For a time, most TV sets only carried VHF TV Channels 2 through 13. Channels 2 – 4, which stretches from 54 – 72 MHz, Channels 5 – 6, at 76 – 88 MHz and Channels 7 – 13, which are located at 174 – 216 MHz. Channel 1, which was moved around as TV was experimented with was finally located at 44 – 50 MHz and removed from use in 1948. It took the passage of the All Channel Receiver Act or 1962 to force manufacturers to include a UHF tuner.
The UHF band originally stretched from Channel 14 to Channel 83, from 470 – 890 MHz. In 1983 the FCC reassigned Channels 70 – 83 to the Land Mobile Service. In 2009 Channels 52 to 69 were reassigned to the 700 MHz Cellular Phone service. Channel 51 was removed in 2011 to prevent interference from cell phones. Channels 38 – 50 were reassigned to the cell phone service in 2019, and Channel 37, 608 – 614 MHz, was removed and reserved for radio astronomy.
So, the current North American TV frequencies are Channels 2 – 35.
Here are a few items you might find interesting:
Did you know that old analog TV’s supposedly can detect tornadoes?
It is said that tornados create an electrical disturbance in the 55 MHz range, close to TV channel 2.
Newton Weller, an electronics technician, supposedly devised the following method for using your old analog TV set as a tornado warning device.
Tune to channel 13 and turn the brightness control down to the point where the image is nearly, but not completely black. Then turn to channel 2. Lightning will register as horizontal streaks on the screen. When the picture becomes bright enough to be seen, or when the screen glows with an even light, supposedly there is a tornado within 20 miles, and it is time to find to for the basement.

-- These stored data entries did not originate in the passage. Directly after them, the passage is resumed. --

//! Persistent bearer-token storage.
//!
//! The token is read from storage on every call so that a login or logout
//! performed elsewhere is picked up by the next request.

use crate::error::Result;
use serde_json::{Map, Value};
use std::path::{Path, PathBuf};
use std::sync::{Arc, Mutex};
use tracing::{debug, warn};

/// Fixed key the token is stored under.
pub const TOKEN_KEY: &str = "natter_auth_token";

#[derive(Debug, Clone)]
pub enum TokenStore {
    /// JSON key/value file shared across invocations.
    File(PathBuf),
    /// Process-local token, e.g. supplied on the command line.
    Memory(Arc<Mutex<Option<String>>>),
}

impl TokenStore {
    pub fn file(path: impl Into<PathBuf>) -> Self {
        TokenStore::File(path.into())
    }

    pub fn memory(token: Option<String>) -> Self {
        TokenStore::Memory(Arc::new(Mutex::new(token)))
    }

    /// Current token; unreadable storage counts as logged out.
    pub fn token(&self) -> Option<String> {
        match self {
            TokenStore::File(path) => match read_map(path) {
                Ok(map) => map
                    .get(TOKEN_KEY)
                    .and_then(Value::as_str)
                    .map(str::to_string)
                    .filter(|t| !t.is_empty()),
                Err(e) => {
                    warn!("failed to read session file {}: {}", path.display(), e);
                    None
                }
            },
            TokenStore::Memory(slot) => slot.lock().ok().and_then(|t| t.clone()),
        }
    }

    pub fn save(&self, token: &str) -> Result<()> {
        match self {
            TokenStore::File(path) => {
                let mut map = read_map(path).unwrap_or_default();
                map.insert(TOKEN_KEY.to_string(), Value::String(token.to_string()));
                write_map(path, &map)?;
                debug!("token saved to {}", path.display());
            }
            TokenStore::Memory(slot) => {
                if let Ok(mut guard) = slot.lock() {
                    *guard = Some(token.to_string());
                }
            }
        }
        Ok(())
    }

    pub fn clear(&self) -> Result<()> {
        match self {
            TokenStore::File(path) => {
                if !path.exists() {
                    return Ok(());
                }
                let mut map = read_map(path).unwrap_or_default();
                if map.remove(TOKEN_KEY).is_some() {
                    write_map(path, &map)?;
                    debug!("token cleared from {}", path.display());
                }
            }
            TokenStore::Memory(slot) => {
                if let Ok(mut guard) = slot.lock() {
                    *guard = None;
                }
            }
        }
        Ok(())
    }
}

fn read_map(path: &Path) -> Result<Map<String, Value>> {
    if !path.exists() {
        return Ok(Map::new());
    }
    let data = std::fs::read(path)?;
    if data.is_empty() {
        return Ok(Map::new());
    }
    Ok(serde_json::from_slice(&data)?)
}

fn write_map(path: &Path, map: &Map<String, Value>) -> Result<()> {
    if let Some(parent) = path.parent() {
        std::fs::create_dir_all(parent)?;
    }
    std::fs::write(path, serde_json::to_vec_pretty(map)?)?;
    Ok(())
}
//! In-process mock backend for gateway and operation tests.

use axum::Router;

/// Serve `router` on an ephemeral localhost port and return its base URL.
pub async fn spawn_backend(router: Router) -> String {
    let listener = tokio::net::TcpListener::bind("127.0.0.1:0")
        .await
        .expect("bind mock backend");
    let addr = listener.local_addr().expect("mock backend addr");
    tokio::spawn(async move {
        axum::serve(listener, router).await.expect("mock backend");
    });
    format!("http://{addr}")
}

Did you know than in Europe, there is an amateur radio band, the 4 meter band? This band lies roughly from 70 – 70.5 MHz, depending on the country, which is inside our TV channel 5.
This is not an “official” ITU recognized band, and most equipment is either home brew or modified commercial radios.
The gap between Channels 4 & 5, 72 – 76 MHz is utilized for linking, paging, and radio controlled boats and aircraft, with a radio astronomy window located at 73.000 – 75.460 MHz.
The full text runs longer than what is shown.